Every mode of transport has its own fun. In buses, the number of people travelling make up the journey rather than the destination. (While I learned about travelling in public transport, a native of Skopje, Daniel Kiteski spent a year in India and carried back 9 important lessons)
Mumbai to Shirdi
These were the days when I was an un-informed traveller. All my plans were wrong, the timings were wrong and the money spent was even more wrong! I would invariably end up spending twice the required amount. So, I was staying in Andheri East and had only a day with me. I decided to take a night bus to Shirdi. I asked the hotel to do my bookings and ended up standing at a roadside bus stop in Andheri. Luckily it was a busy shopping street and Mumbai never sleeps.
Like me, I found two more people standing with their suitcases and discovered that they were going to Shirdi too. But on a different bus. Their white staid buses came and I showed my ticket too. This is for a Volvo, I was told. That sounded like Greek to me– what was a Volvo? It was late and I was alone in the streets of Mumbai. Out of the blue, this big dark coloured bus arrived and I showed my ticket. So, this was Volvo, it had large comfortable seats, AC, Video and ample space for luggage.

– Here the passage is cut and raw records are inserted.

impl<'src> Lexer<'src> {
    fn advance(&mut self) -> Option<InputPos> {
        let curr = self.current?;
        self.current = InputPos::new_opt(self.chars.next());
        Some(curr)
    }

    fn read_while<P>(&mut self, predicate: P) -> &'src str
    where
        P: Fn(char) -> bool,
    {
        let start = self.pos();

        while let Some(InputPos { value, .. }) = self.current {
            if predicate(value) {
                self.advance();
            } else {
                break;
            }
        }

        self.slice(start, self.pos())
    }

    /// A newline is only skipped while no terminator is pending.
    fn skip_whitespace(&mut self) {
        while let Some(c) = self.current_char() {
            if !c.is_whitespace() || (c == '\n' && self.expect_terminator) {
                break;
            }

            self.advance();
        }
    }

    fn implicit_terminator(&mut self, start: CharPos) -> Option<Spanned<Token<'src>>> {
        if !self.expect_terminator {
            return None;
        }

        self.expect_terminator = false;
        let literal = match self.current_char() {
            Some('\n') => "\n",
            Some('}') | None => "",
            _ => return None,
        };

        Some(Spanned::new(start, start, Token::new(TokenKind::Semi, literal)))
    }

    fn scan_ident(&mut self) -> Spanned<Token<'src>> {
        let start = self.pos();
        let slice = self.read_while(|c| c.is_ascii_alphanumeric() || c == '_');
        let kind = TokenKind::keyword(slice).unwrap_or(TokenKind::Ident);

        self.token(start, kind)
    }

    fn scan_num(&mut self) -> Spanned<Token<'src>> {
        let start = self.pos();
        self.read_while(|c| c.is_ascii_digit());

        self.token(start, TokenKind::Int)
    }

    /// `<`, `<=`, `<<`, `<<=` and the same for `>`.
    fn scan_angle(
        &mut self,
        start: CharPos,
        angle: char,
        kinds: [TokenKind; 4],
    ) -> Spanned<Token<'src>> {
        let [single, single_eq, double, double_eq] = kinds;
        self.advance();

        match self.current_char() {
            Some('=') => consume_single!(self, start, single_eq),
            Some(c) if c == angle => {
                self.advance();
                if self.current_char() == Some('=') {
                    consume_single!(self, start, double_eq)
                } else {
                    self.token(start, double)
                }
            }
            _ => self.token(start, single),
        }
    }

    fn scan_token(&mut self, start: CharPos) -> Spanned<Token<'src>> {
        let ch = match self.current_char() {
            Some(ch) => ch,
            None => return Spanned::new(start, start, Token::new(TokenKind::Eof, "")),
        };

        match ch {
            '=' => consume_double!(self, start, TokenKind::Assign, '=' => TokenKind::EqualsEquals),
            '!' => consume_double!(self, start, TokenKind::Bang, '=' => TokenKind::BangEquals),
            '+' => consume_double!(self, start, TokenKind::Plus, '=' => TokenKind::PlusAssign),
            '-' => consume_double!(self, start, TokenKind::Minus, '=' => TokenKind::MinusAssign),
            '*' => consume_double!(self, start, TokenKind::Star, '=' => TokenKind::StarAssign),
            '/' => consume_double!(self, start, TokenKind::Slash, '=' => TokenKind::SlashAssign),
            '%' => {
                consume_double!(self, start, TokenKind::Percent, '=' => TokenKind::PercentAssign)
            }
            '^' => consume_double!(self, start, TokenKind::Caret, '=' => TokenKind::CaretAssign),
            '&' => consume_double!(
                self,
                start,
                TokenKind::Ampersand,
                '&' => TokenKind::AmpersandAmpersand,
                '=' => TokenKind::AmpersandAssign
            ),
            '|' => consume_double!(
                self,
                start,
                TokenKind::Pipe,
                '|' => TokenKind::PipePipe,
                '=' => TokenKind::PipeAssign
            ),
            '<' => self.scan_angle(
                start,
                '<',
                [
                    TokenKind::Smaller,
                    TokenKind::SmallerEquals,
                    TokenKind::Shl,
                    TokenKind::ShlAssign,
                ],
            ),
            '>' => self.scan_angle(
                start,
                '>',
                [
                    TokenKind::Greater,
                    TokenKind::GreaterEquals,
                    TokenKind::Shr,
                    TokenKind::ShrAssign,
                ],
            ),
            '~' => consume_single!(self, start, TokenKind::Tilde),
            ',' => consume_single!(self, start, TokenKind::Comma),
            ';' => consume_single!(self, start, TokenKind::Semi),
            '(' => consume_single!(self, start, TokenKind::LParen),
            ')' => consume_single!(self, start, TokenKind::RParen),
            '{' => consume_single!(self, start, TokenKind::LBrace),
            '}' => consume_single!(self, start, TokenKind::RBrace),
            c if c.is_ascii_alphabetic() || c == '_' => self.scan_ident(),
            c if c.is_ascii_digit() => self.scan_num(),
            _ => consume_single!(self, start, TokenKind::Illegal),
        }
    }
}

impl<'src> Scanner<'src> for Lexer<'src> {
    fn next_token(&mut self) -> Spanned<Token<'src>> {
        self.skip_whitespace();
        let start = self.pos();

        if let Some(semi) = self.implicit_terminator(start) {
            return semi;
        }

        let token = self.scan_token(start);
        self.expect_terminator = token.node.kind.ends_value();
        token
    }

    fn source(&self) -> &'src Source {
        self.source
    }
}

/// Yields every token up to, but not including, `Eof`.
impl<'src> Iterator for Lexer<'src> {
    type Item = Spanned<Token<'src>>;

    fn next(&mut self) -> Option<Self::Item> {
        let token = self.next_token();
        if token.node.kind == TokenKind::Eof {
            None
        } else {
            Some(token)
        }
    }
}

#[cfg(test)]
mod tests {
    use super::*;

    fn tokens(code: &str) -> Vec<(TokenKind, String)> {
        let source = Source::new("main", code);
        Lexer::new(&source)
            .map(|t| (t.node.kind, t.node.literal.to_owned()))
            .collect()
    }

    fn kinds(code: &str) -> Vec<TokenKind> {
        tokens(code).into_iter().map(|(kind, _)| kind).collect()
    }

    fn tok(kind: TokenKind, literal: &str) -> (TokenKind, String) {
        (kind, literal.to_owned())
    }

    #[test]
    fn test_scan_program_with_implicit_terminators() {
        let code = "let a0 = 1
let b = 2

fn add(x, y) { return x + y }

let c = add(a0, b)

if c == 3 { print(true) } else {
\tprint(false)
}
";
        use TokenKind::*;

        let expected = vec![
            tok(Let, "let"),
            tok(Ident, "a0"),
            tok(Assign, "="),
            tok(Int, "1"),
            tok(Semi, "\n"),
            tok(Let, "let"),
            tok(Ident, "b"),
            tok(Assign, "="),
            tok(Int, "2"),
            tok(Semi, "\n"),
            tok(Func, "fn"),
            tok(Ident, "add"),
            tok(LParen, "("),
            tok(Ident, "x"),
            tok(Comma, ","),
            tok(Ident, "y"),
            tok(RParen, ")"),
            tok(LBrace, "{"),
            tok(Return, "return"),
            tok(Ident, "x"),
            tok(Plus, "+"),
            tok(Ident, "y"),
            tok(Semi, ""),
            tok(RBrace, "}"),
            tok(Semi, "\n"),
            tok(Let, "let"),
            tok(Ident, "c"),
            tok(Assign, "="),
            tok(Ident, "add"),
            tok(LParen, "("),
            tok(Ident, "a0"),
            tok(Comma, ","),
            tok(Ident, "b"),
            tok(RParen, ")"),
            tok(Semi, "\n"),
            tok(If, "if"),
            tok(Ident, "c"),
            tok(EqualsEquals, "=="),
            tok(Int, "3"),
            tok(LBrace, "{"),
            tok(Ident, "print"),
            tok(LParen, "("),
            tok(Ident, "true"),
            tok(RParen, ")"),
            tok(Semi, ""),
            tok(RBrace, "}"),
            tok(Else, "else"),
            tok(LBrace, "{"),
            tok(Ident, "print"),
            tok(LParen, "("),
            tok(Ident, "false"),
            tok(RParen, ")"),
            tok(Semi, "\n"),
            tok(RBrace, "}"),
            tok(Semi, "\n"),
        ];

        assert_eq!(expected, tokens(code));
    }

    #[test]
    fn test_closing_brace_triggers_terminator_without_being_consumed() {
        use TokenKind::*;

        assert_eq!(
            vec![
                LBrace, Let, Ident, Assign, Int, Semi, Ident, Plus, Int, Semi, RBrace, Semi
            ],
            kinds("{ let a = 10\n a + 10 }")
        );
    }

    #[test]
    fn test_explicit_semicolons_suppress_implicit_ones() {
        use TokenKind::*;

        assert_eq!(
            vec![Let, Ident, Assign, Int, Semi, Let, Ident, Assign, Int, Semi],
            kinds("let a = 1;\nlet b = 2;\n")
        );
    }

    #[test]
    fn test_newline_after_operator_is_whitespace() {
        use TokenKind::*;

        assert_eq!(vec![Int, Plus, Int, Semi], kinds("1 +\n2"));
        assert_eq!(vec![LParen, Ident, RParen, Semi], kinds("(\n\nx)"));
    }

    #[test]
    fn test_jump_keywords_end_a_statement() {
        use TokenKind::*;

        assert_eq!(vec![Return, Semi], kinds("return\n"));
        assert_eq!(vec![LBrace, Break, Semi, RBrace, Semi], kinds("{ break }"));
        assert_eq!(vec![Continue, Semi], kinds("continue"));
    }

    #[test]
    fn test_eof_is_returned_forever() {
        let source = Source::new("main", "x");
        let mut lexer = Lexer::new(&source);

        assert_eq!(TokenKind::Ident, lexer.next_token().node.kind);
        assert_eq!(
            Spanned::new(1, 1, Token::new(TokenKind::Semi, "")),
            lexer.next_token()
        );
        for _ in 0..3 {
            assert_eq!(
                Spanned::new(1, 1, Token::new(TokenKind::Eof, "")),
                lexer.next_token()
            );
        }
    }

    #[test]
    fn test_scan_declaration_spans() {
        let source = Source::new("main", "let a = 10;");
        let lexer = Lexer::new(&source);

        let tokens: Vec<Spanned<Token>> = lexer.collect();
        let expected = vec![
            Spanned::new(0, 3, Token::new(TokenKind::Let, "let")),
            Spanned::new(4, 5, Token::new(TokenKind::Ident, "a")),
            Spanned::new(6, 7, Token::new(TokenKind::Assign, "=")),
            Spanned::new(8, 10, Token::new(TokenKind::Int, "10")),
            Spanned::new(10, 11, Token::new(TokenKind::Semi, ";")),
        ];

        assert_eq!(expected, tokens);
    }

    #[test]
    fn test_scan_operators() {
        use TokenKind::*;

        let code = "= == + += - -= * *= / /= % %= ^ ^= & && &= | || |= \
                    < <= << <<= > >= >> >>= ! != ~ , ;";
        let expected = vec![
            Assign,
            EqualsEquals,
            Plus,
            PlusAssign,
            Minus,
            MinusAssign,
            Star,
            StarAssign,
            Slash,
            SlashAssign,
            Percent,
            PercentAssign,
            Caret,
            CaretAssign,
            Ampersand,
            AmpersandAmpersand,
            AmpersandAssign,
            Pipe,
            PipePipe,
            PipeAssign,
            Smaller,
            SmallerEquals,
            Shl,
            ShlAssign,
            Greater,
            GreaterEquals,
            Shr,
            ShrAssign,
            Bang,
            BangEquals,
            Tilde,
            Comma,
            Semi,
        ];

        assert_eq!(expected, kinds(code));
    }

    #[test]
    fn test_operators_are_scanned_with_maximal_munch() {
        use TokenKind::*;

        assert_eq!(vec![ShlAssign, Assign], kinds("<<=="));
        assert_eq!(vec![Shr, Greater], kinds(">>>"));
        assert_eq!(vec![AmpersandAmpersand, Ampersand], kinds("&&&"));
        assert_eq!(vec![Int, Ident, Semi], kinds("12ab"));
    }

    #[test]
    fn test_keywords_need_an_exact_match() {
        use TokenKind::*;

        assert_eq!(
            vec![tok(Let, "let"), tok(Ident, "lets"), tok(Ident, "_if"), tok(Semi, "")],
            tokens("let lets _if")
        );
    }

    #[test]
    fn test_scan_illegal_char_should_return_illegal_token() {
        let source = Source::new("main", "a @ b");
        let lexer = Lexer::new(&source);

        let tokens: Vec<Spanned<Token>> = lexer.collect();
        assert_eq!(
            vec![
                Spanned::new(0, 1, Token::new(TokenKind::Ident, "a")),
                Spanned::new(2, 3, Token::new(TokenKind::Illegal, "@")),
                Spanned::new(4, 5, Token::new(TokenKind::Ident, "b")),
                Spanned::new(5, 5, Token::new(TokenKind::Semi, "")),
            ],
            tokens
        );
    }

    #[test]
    fn test_non_ascii_char_is_one_illegal_token() {
        let source = Source::new("main", "こ");
        let mut lexer = Lexer::new(&source);

        assert_eq!(
            Spanned::new(0, 'こ'.len_utf8(), Token::new(TokenKind::Illegal, "こ")),
            lexer.next_token()
        );
        assert_eq!(TokenKind::Eof, lexer.next_token().node.kind);
    }

    #[test]
    fn test_double_slash_is_two_operators() {
        use TokenKind::*;

        assert_eq!(
            vec![
                tok(Ident, "a"),
                tok(Slash, "/"),
                tok(Slash, "/"),
                tok(Ident, "b"),
                tok(Semi, ""),
            ],
            tokens("a // b")
        );
        assert_eq!(
            vec![
                tok(Ident, "x"),
                tok(Assign, "="),
                tok(Int, "8"),
                tok(Slash, "/"),
                tok(SlashAssign, "/="),
                tok(Int, "2"),
                tok(Semi, "\n"),
            ],
            tokens("x = 8 //= 2\n")
        );
    }

    #[test]
    fn test_read_while() {
        let source = Source::new("main", "hello1 world");
        let mut lexer = Lexer::new(&source);

        let slice = lexer.read_while(|c| c.is_alphabetic());
        assert_eq!("hello", slice);

        let source = Source::new("main", "こんにちは");
        let mut lexer = Lexer::new(&source);

        let slice = lexer.read_while(|c| c.is_alphabetic());
        assert_eq!("こんにちは", slice);
    }
}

While some ate their dinner, others were napping. Those were the days of Saathiya and Vivek Oberoi and Rani Mukherjee were crooning on the screen. I tried to peep out but darkness engulfed my vision. Reaching Shirdi at four in the morning, I was booked at a hotel for a few hours, as I had to go back to Mumbai the same evening. I didn’t know that you could bargain for a few hours stay and ended up paying a full day’s amount. A quick shower and I was off to visit the temple.
Shirdi to Shani Shingnapur
Darshan over, I sat around the temple area with a huge bowl of prasad. And overheard a group talking about Shani Shingnapur. This was a village with no doors, no one stole and no one cheated. This was a unique India! I had to see this and I discovered that it was just an hour’s journey from Shirdi. Here, there was no Volvo. It wasn’t the huge transport bus either which went through the narrow rural roads. It was one of those rickety small vans with people squeezed into each other. Their shoulders rubbed and body odour reeked.
Fortunately, most of them were coming from the temple, and had bathed. Their belongings smelt of prasad. A family with a small child came and sat next to me. As I was one of the early passengers, I had managed to get a seat next to the window. I clutched on to my bag, eating a bit of prasad. And praying all would be well. I was going to meet the lord who cleared all karmas.
A group in the seat behind me discussed what they had eaten, how they had reached Shirdi, who all couldn’t come with them, and how the Shani temple could be our redemption ground.
Suddenly the van jerked; it was overloaded–people were squeezed in every possible space. Shaking and creaking, it started on the narrow road, through the fields. And then the child next to me began to howl and the parents were frantically trying to pacify him.
From the back, I could hear burps and someone was thumping the back. Keep it under check, it’s just the samosas, they were shouting.
An hour later, we reached in one piece. I had something to eat and was off to the famous temple. There was still the journey back. Which didn’t turn out to be so bad, as most people slept off.
Shirdi to Mumbai
By now, I knew the difference between different kinds of buses. And it was back to the luxurious Volvo again. The bus went through the city and it was daylight, so I could see more landmarks related to Sai Baba. I wished I had explored it in the day.
And then we hit the highway. This time, a thriller was running on the screen. I don’t recall the name. As sunset had not happened, most people were sitting with their feet up, shoes off. Some chatted, others listened to the music. Nothing unusual was happening here. Some were digging into snacks. As usual, someone wanted to switch seats to sit with their friends or family. And this didn’t have any smells.
I gazed out of the window. And then the Triambkeshwar temple dome near Nasik emerged on the skyline. And then the vineyards. And I cursed myself for being an un-informed traveller. If I had planned it, I would have seen so much more on this road. But the sun was setting and the colours were breathtaking. And this did make me feel a little better, even as I was thinking about my stupidity.
To make me feel worse, I reached Mumbai at midnight, didn’t have a hotel booking and my flight to Delhi was at 10 am. So I buzzed a friend for a night stay before taking the cab to the airport in the morning.
If nothing else, I came to know even buses are of different kinds on this short, less than a day’s trip.